What is being asked :: From the first record to the last, write each one out again exactly.

Dataset excerpts
..............................

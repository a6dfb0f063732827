//! Minimum expected file transfer throughput
//!
//! The benchmark is derived from the weaker device's PHY rate and stream
//! count, the D2D band, SCC/MCC operation, DBS, the advertiser's STA link and
//! the medium the stack actually upgraded to.

use crate::defaults;
use crate::device::{DeviceCapabilities, WifiConnectionInfo};
use crate::types::{NearbyConnectionMedium, WifiD2DType};

const BITS_PER_BYTE: f64 = 8.0;

/// How the expected throughput of a test class is computed
#[derive(Debug, Clone, Copy, PartialEq, Eq)]
pub enum ThroughputProfile {
    /// Wi-Fi D2D medium
    Wifi { d2d_type: WifiD2DType, is_dbs_mode: bool },
    ClassicBt,
    Ble,
}

/// Everything the benchmark depends on besides the profile
#[derive(Debug, Clone, Copy)]
pub struct BenchmarkInputs<'a> {
    pub discoverer: &'a DeviceCapabilities,
    pub advertiser: &'a DeviceCapabilities,
    /// Advertiser STA association; `-1` fields when not associated
    pub advertiser_sta: WifiConnectionInfo,
    pub negotiated_medium: Option<NearbyConnectionMedium>,
}

/// Breakdown of a computed benchmark, logged with every Wi-Fi trial
#[derive(Debug, Clone, Copy, PartialEq, Eq)]
pub struct Benchmark {
    pub max_phy_rate_mbps: u32,
    pub min_throughput_mbyte_per_sec: u64,
}

impl Benchmark {
    pub fn kbyte_per_sec(&self) -> u64 {
        self.min_throughput_mbyte_per_sec * 1024
    }
}

fn scaled(value: u64, factor: f64) -> u64 {
    (value as f64 * factor) as u64
}

/// Wi-Fi benchmark in MB/s
pub fn wifi_benchmark(d2d_type: WifiD2DType, is_dbs_mode: bool, inputs: &BenchmarkInputs<'_>) -> Benchmark {
    let mut max_num_streams = inputs
        .discoverer
        .max_num_streams
        .min(inputs.advertiser.max_num_streams);

    if d2d_type.is_2g_d2d() {
        let max_phy_rate_mbps = inputs
            .discoverer
            .max_phy_rate_2g_mbps
            .min(inputs.advertiser.max_phy_rate_2g_mbps)
            .min(max_num_streams * defaults::MAX_PHY_RATE_PER_STREAM_N_20_MBPS);
        let min_throughput = (f64::from(max_phy_rate_mbps) * defaults::MAX_PHY_RATE_TO_MIN_THROUGHPUT_RATIO_2G
            / BITS_PER_BYTE) as u64;
        return Benchmark {
            max_phy_rate_mbps,
            min_throughput_mbyte_per_sec: min_throughput,
        };
    }

    let mut max_phy_rate_mbps = inputs
        .discoverer
        .max_phy_rate_5g_mbps
        .min(inputs.advertiser.max_phy_rate_5g_mbps);
    if is_dbs_mode {
        max_num_streams = inputs.advertiser.max_num_streams_dbs;
    }
    let max_phy_rate_ac80 = max_num_streams * defaults::MAX_PHY_RATE_PER_STREAM_AC_80_MBPS;
    max_phy_rate_mbps = max_phy_rate_mbps.min(max_phy_rate_ac80);

    // STA on a 5G channel narrower than 80 MHz caps the D2D link at AC 40
    let sta = inputs.advertiser_sta;
    if sta.frequency_mhz > 5000
        && sta.max_supported_tx_link_speed_mbps > 0
        && sta.max_supported_tx_link_speed_mbps < i64::from(max_phy_rate_ac80)
    {
        max_phy_rate_mbps = max_phy_rate_mbps.min(max_num_streams * defaults::MAX_PHY_RATE_PER_STREAM_AC_40_MBPS);
    }

    let mut min_throughput =
        (f64::from(max_phy_rate_mbps) * defaults::MAX_PHY_RATE_TO_MIN_THROUGHPUT_RATIO_5G / BITS_PER_BYTE) as u64;
    if d2d_type.is_mcc() {
        min_throughput = scaled(min_throughput, defaults::MCC_THROUGHPUT_MULTIPLIER);
    }
    match inputs.negotiated_medium {
        Some(NearbyConnectionMedium::WifiHotspot) => {
            min_throughput = scaled(min_throughput, defaults::WIFI_HOTSPOT_THROUGHPUT_MULTIPLIER);
        }
        Some(NearbyConnectionMedium::WifiLan) => {
            min_throughput = min_throughput.min(defaults::WIFI_LAN_MAX_THROUGHPUT_MBPS);
        }
        _ => {}
    }

    Benchmark {
        max_phy_rate_mbps,
        min_throughput_mbyte_per_sec: min_throughput,
    }
}

impl ThroughputProfile {
    /// Expected minimum throughput in KB/s
    pub fn benchmark_kbps(&self, inputs: &BenchmarkInputs<'_>) -> f64 {
        match *self {
            ThroughputProfile::Wifi { d2d_type, is_dbs_mode } => {
                wifi_benchmark(d2d_type, is_dbs_mode, inputs).kbyte_per_sec() as f64
            }
            ThroughputProfile::ClassicBt => defaults::CLASSIC_BT_MEDIUM_THROUGHPUT_BENCHMARK_KBPS,
            ThroughputProfile::Ble => defaults::BLE_MEDIUM_THROUGHPUT_BENCHMARK_KBPS,
        }
    }

    /// Whether the benchmark reads the advertiser's STA link
    pub fn needs_sta_info(&self) -> bool {
        matches!(self, ThroughputProfile::Wifi { .. })
    }
}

..............................

Task solution ::
repository a6dfb0f063732827
//! Minimum expected file transfer throughput
//!
//! The benchmark is derived from the weaker device's PHY rate and stream
//! count, the D2D band, SCC/MCC operation, DBS, the advertiser's STA link and
//! the medium the stack actually upgraded to.

use crate::defaults;
use crate::device::{DeviceCapabilities, WifiConnectionInfo};
use crate::types::{NearbyConnectionMedium, WifiD2DType};

const BITS_PER_BYTE: f64 = 8.0;

/// How the expected throughput of a test class is computed
#[derive(Debug, Clone, Copy, PartialEq, Eq)]
pub enum ThroughputProfile {
    /// Wi-Fi D2D medium
    Wifi { d2d_type: WifiD2DType, is_dbs_mode: bool },
    ClassicBt,
    Ble,
}

/// Everything the benchmark depends on besides the profile
#[derive(Debug, Clone, Copy)]
pub struct BenchmarkInputs<'a> {
    pub discoverer: &'a DeviceCapabilities,
    pub advertiser: &'a DeviceCapabilities,
    /// Advertiser STA association; `-1` fields when not associated
    pub advertiser_sta: WifiConnectionInfo,
    pub negotiated_medium: Option<NearbyConnectionMedium>,
}

/// Breakdown of a computed benchmark, logged with every Wi-Fi trial
#[derive(Debug, Clone, Copy, PartialEq, Eq)]
pub struct Benchmark {
    pub max_phy_rate_mbps: u32,
    pub min_throughput_mbyte_per_sec: u64,
}

impl Benchmark {
    pub fn kbyte_per_sec(&self) -> u64 {
        self.min_throughput_mbyte_per_sec * 1024
    }
}

fn scaled(value: u64, factor: f64) -> u64 {
    (value as f64 * factor) as u64
}

/// Wi-Fi benchmark in MB/s
pub fn wifi_benchmark(d2d_type: WifiD2DType, is_dbs_mode: bool, inputs: &BenchmarkInputs<'_>) -> Benchmark {
    let mut max_num_streams = inputs
        .discoverer
        .max_num_streams
        .min(inputs.advertiser.max_num_streams);

    if d2d_type.is_2g_d2d() {
        let max_phy_rate_mbps = inputs
            .discoverer
            .max_phy_rate_2g_mbps
            .min(inputs.advertiser.max_phy_rate_2g_mbps)
            .min(max_num_streams * defaults::MAX_PHY_RATE_PER_STREAM_N_20_MBPS);
        let min_throughput = (f64::from(max_phy_rate_mbps) * defaults::MAX_PHY_RATE_TO_MIN_THROUGHPUT_RATIO_2G
            / BITS_PER_BYTE) as u64;
        return Benchmark {
            max_phy_rate_mbps,
            min_throughput_mbyte_per_sec: min_throughput,
        };
    }

    let mut max_phy_rate_mbps = inputs
        .discoverer
        .max_phy_rate_5g_mbps
        .min(inputs.advertiser.max_phy_rate_5g_mbps);
    if is_dbs_mode {
        max_num_streams = inputs.advertiser.max_num_streams_dbs;
    }
    let max_phy_rate_ac80 = max_num_streams * defaults::MAX_PHY_RATE_PER_STREAM_AC_80_MBPS;
    max_phy_rate_mbps = max_phy_rate_mbps.min(max_phy_rate_ac80);

    // STA on a 5G channel narrower than 80 MHz caps the D2D link at AC 40
    let sta = inputs.advertiser_sta;
    if sta.frequency_mhz > 5000
        && sta.max_supported_tx_link_speed_mbps > 0
        && sta.max_supported_tx_link_speed_mbps < i64::from(max_phy_rate_ac80)
    {
        max_phy_rate_mbps = max_phy_rate_mbps.min(max_num_streams * defaults::MAX_PHY_RATE_PER_STREAM_AC_40_MBPS);
    }

    let mut min_throughput =
        (f64::from(max_phy_rate_mbps) * defaults::MAX_PHY_RATE_TO_MIN_THROUGHPUT_RATIO_5G / BITS_PER_BYTE) as u64;
    if d2d_type.is_mcc() {
        min_throughput = scaled(min_throughput, defaults::MCC_THROUGHPUT_MULTIPLIER);
    }
    match inputs.negotiated_medium {
        Some(NearbyConnectionMedium::WifiHotspot) => {
            min_throughput = scaled(min_throughput, defaults::WIFI_HOTSPOT_THROUGHPUT_MULTIPLIER);
        }
        Some(NearbyConnectionMedium::WifiLan) => {
            min_throughput = min_throughput.min(defaults::WIFI_LAN_MAX_THROUGHPUT_MBPS);
        }
        _ => {}
    }

    Benchmark {
        max_phy_rate_mbps,
        min_throughput_mbyte_per_sec: min_throughput,
    }
}

impl ThroughputProfile {
    /// Expected minimum throughput in KB/s
    pub fn benchmark_kbps(&self, inputs: &BenchmarkInputs<'_>) -> f64 {
        match *self {
            ThroughputProfile::Wifi { d2d_type, is_dbs_mode } => {
                wifi_benchmark(d2d_type, is_dbs_mode, inputs).kbyte_per_sec() as f64
            }
            ThroughputProfile::ClassicBt => defaults::CLASSIC_BT_MEDIUM_THROUGHPUT_BENCHMARK_KBPS,
            ThroughputProfile::Ble => defaults::BLE_MEDIUM_THROUGHPUT_BENCHMARK_KBPS,
        }
    }

    /// Whether the benchmark reads the advertiser's STA link
    pub fn needs_sta_info(&self) -> bool {
        matches!(self, ThroughputProfile::Wifi { .. })
    }
}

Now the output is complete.